Thiol protecting agents and antioxidants inhibit the mitochondrial permeability transition promoted by etoposide: implications in the prevention of etoposide-induced apoptosis

Abstract

Etoposide (VP-16) is known to promote cell apoptosis either in cancer or in normal cells as a side effect. This fact is preceded by the induction of several mitochondrial events, including increase in Bax/Bcl-2 ratio followed by cytochrome c release and consequent activation of caspase-9 and -3, reduction of ATP levels, depolarization of membrane potential ([Delta][Psi]) and rupture of the outer membrane. These events are apoptotic factors essentially associated with the induction of the mitochondrial permeability transition (MPT). VP-16 has been shown to stimulate the Ca2+-dependent MPT induction similarly to prooxidants and to promote apoptosis by oxidative stress mechanisms, which is prevented by glutathione (GSH) and N-acetylcysteine (NAC). Therefore, the aim of this work was to study the effects of antioxidants and thiol protecting agents on MPT promoted by VP-16, attempting to identify the underlying mechanisms on VP-16-induced apoptosis.
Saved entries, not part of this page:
//! Dynamic call payloads for the orderbook, assets, and balances pallets.

use subxt::dynamic::{self, Value};
use subxt::tx::DynamicPayload;
use subxt::ext::scale_value::Composite;
use subxt::utils::AccountId32;

use crate::assets::AssetId;
use crate::orders::{MarketOrder, OrderRequest};

/// Pallet hosting the order book extrinsics.
pub const ORDERBOOK_PALLET: &str = "HybridOrderbook";

fn named(fields: Vec<(&str, Value)>) -> Composite<()> {
    Composite::Named(fields.into_iter().map(|(name, value)| (name.to_string(), value)).collect())
}

fn account(id: &AccountId32) -> Value {
    Value::from_bytes(id.0)
}

/// `MultiAddress::Id` lookup for pallets that take an address.
fn address(id: &AccountId32) -> Value {
    Value::unnamed_variant("Id", [account(id)])
}

/// `limit_order` call for a single resting order.
pub fn limit_order(req: &OrderRequest) -> DynamicPayload {
    dynamic::tx(
        ORDERBOOK_PALLET,
        "limit_order",
        named(vec![
            ("base_asset", req.base_asset.to_value()),
            ("quote_asset", req.quote_asset.to_value()),
            ("is_bid", Value::bool(req.side.is_bid())),
            ("price", Value::u128(req.price)),
            ("quantity", Value::u128(req.quantity)),
        ]),
    )
}

/// `market_order` call matched immediately at the best price.
pub fn market_order(req: &MarketOrder) -> DynamicPayload {
    dynamic::tx(
        ORDERBOOK_PALLET,
        "market_order",
        named(vec![
            ("base_asset", req.base_asset.to_value()),
            ("quote_asset", req.quote_asset.to_value()),
            ("quantity", Value::u128(req.quantity)),
            ("is_bid", Value::bool(req.side.is_bid())),
        ]),
    )
}

/// Pool registration parameters.
#[derive(Debug, Clone, Copy)]
pub struct PoolParams {
    /// Base asset of the pool.
    pub base_asset: AssetId,
    /// Base asset decimals.
    pub base_decimals: u8,
    /// Quote asset of the pool.
    pub quote_asset: AssetId,
    /// Quote asset decimals.
    pub quote_decimals: u8,
    /// Taker fee as a percentage (0.03 means 0.03%).
    pub taker_fee_rate: f64,
    /// Minimum price movement.
    pub tick_size: u128,
    /// Minimum trading amount.
    pub lot_size: u128,
    /// Pool token decimals.
    pub pool_decimals: u8,
}

impl PoolParams {
    /// Taker fee converted to parts-per-million, as the pallet expects.
    pub fn taker_fee_permill(&self) -> u32 {
        (self.taker_fee_rate * 10_000.0) as u32
    }
}

/// `create_pool` call registering a trading venue.
pub fn create_pool(params: &PoolParams) -> DynamicPayload {
    dynamic::tx(
        ORDERBOOK_PALLET,
        "create_pool",
        named(vec![
            ("base_asset", params.base_asset.to_value()),
            ("base_decimals", Value::u128(params.base_decimals as u128)),
            ("quote_asset", params.quote_asset.to_value()),
            ("quote_decimals", Value::u128(params.quote_decimals as u128)),
            ("taker_fee_rate", Value::u128(params.taker_fee_permill() as u128)),
            ("tick_size", Value::u128(params.tick_size)),
            ("lot_size", Value::u128(params.lot_size)),
            ("pool_decimals", Value::u128(params.pool_decimals as u128)),
        ]),
    )
}

/// `add_liquidity` call depositing paired assets into a pool.
#[allow(clippy::too_many_arguments)]
pub fn add_liquidity(
    base_asset: AssetId,
    quote_asset: AssetId,
    base_desired: u128,
    quote_desired: u128,
    base_min: u128,
    quote_min: u128,
    mint_to: &AccountId32,
) -> DynamicPayload {
    dynamic::tx(
        ORDERBOOK_PALLET,
        "add_liquidity",
        named(vec![
            ("base_asset", base_asset.to_value()),
            ("quote_asset", quote_asset.to_value()),
            ("base_asset_desired", Value::u128(base_desired)),
            ("quote_asset_desired", Value::u128(quote_desired)),
            ("base_asset_min", Value::u128(base_min)),
            ("quote_asset_min", Value::u128(quote_min)),
            ("mint_to", account(mint_to)),
        ]),
    )
}

/// `Balances::transfer_keep_alive` to fund an account.
pub fn transfer_keep_alive(dest: &AccountId32, value: u128) -> DynamicPayload {
    dynamic::tx(
        "Balances",
        "transfer_keep_alive",
        named(vec![("dest", address(dest)), ("value", Value::u128(value))]),
    )
}

/// `Assets::create` registering a new asset class.
pub fn asset_create(id: u32, admin: &AccountId32, min_balance: u128) -> DynamicPayload {
    dynamic::tx(
        "Assets",
        "create",
        named(vec![
            ("id", Value::u128(id as u128)),
            ("admin", address(admin)),
            ("min_balance", Value::u128(min_balance)),
        ]),
    )
}

/// `Assets::set_metadata` naming an asset.
pub fn asset_set_metadata(id: u32, name: &str, symbol: &str, decimals: u8) -> DynamicPayload {
    dynamic::tx(
        "Assets",
        "set_metadata",
        named(vec![
            ("id", Value::u128(id as u128)),
            ("name", Value::from_bytes(name.as_bytes())),
            ("symbol", Value::from_bytes(symbol.as_bytes())),
            ("decimals", Value::u128(decimals as u128)),
        ]),
    )
}

/// `Assets::mint` issuing balance to a holder.
pub fn asset_mint(id: u32, beneficiary: &AccountId32, amount: u128) -> DynamicPayload {
    dynamic::tx(
        "Assets",
        "mint",
        named(vec![
            ("id", Value::u128(id as u128)),
            ("beneficiary", address(beneficiary)),
            ("amount", Value::u128(amount)),
        ]),
    )
}

#[cfg(test)]
mod tests {
    use super::*;

    #[test]
    fn taker_fee_converts_to_permill() {
        // 0.03% of trades -> 300 parts per million.
        let params = PoolParams {
            base_asset: AssetId(1),
            base_decimals: 9,
            quote_asset: AssetId(2),
            quote_decimals: 6,
            taker_fee_rate: 0.03,
            tick_size: 1,
            lot_size: 1,
            pool_decimals: 9,
        };
        assert_eq!(params.taker_fee_permill(), 300);
    }
}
The increased sensitivity of isolated mitochondria to Ca2+-induced swelling, Ca2+ release, depolarization of [Delta][Psi] and uncoupling of respiration promoted by VP-16, which are prevented by cyclosporine A proving that VP-16 induces the MPT, are also efficiently prevented by ascorbate, the primary reductant of the phenoxyl radicals produced by VP-16. The thiol reagents GSH, dithiothreitol and N-ethylmaleimide, which have been reported to prevent the MPT induction, also protect this event promoted by VP-16. The inhibition of the VP-16-induced MPT by antioxidants agrees with the prevention of etoposide-induced apoptosis by GSH and NAC and suggests the generation of oxidant species as a potential mechanism underlying the MPT that may trigger the release of mitochondrial apoptogenic factors responsible for apoptotic cascade activation.